#### Work to complete:
Whenever a line in the material below includes "hasher", copy that line.

_____

use sha2::{Digest, Sha256};

/// Hash a clinic API key for storage/lookup (SHA-256 hex). Only the hash is
/// kept in the clinic row.
pub fn hash_api_key(key: &str) -> String {
    let mut hasher = Sha256::new();
    hasher.update(key.as_bytes());
    let out = hasher.finalize();
    hex::encode(out)
}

_____

#### Answer area:
    let mut hasher = Sha256::new();
    hasher.update(key.as_bytes());
    let out = hasher.finalize();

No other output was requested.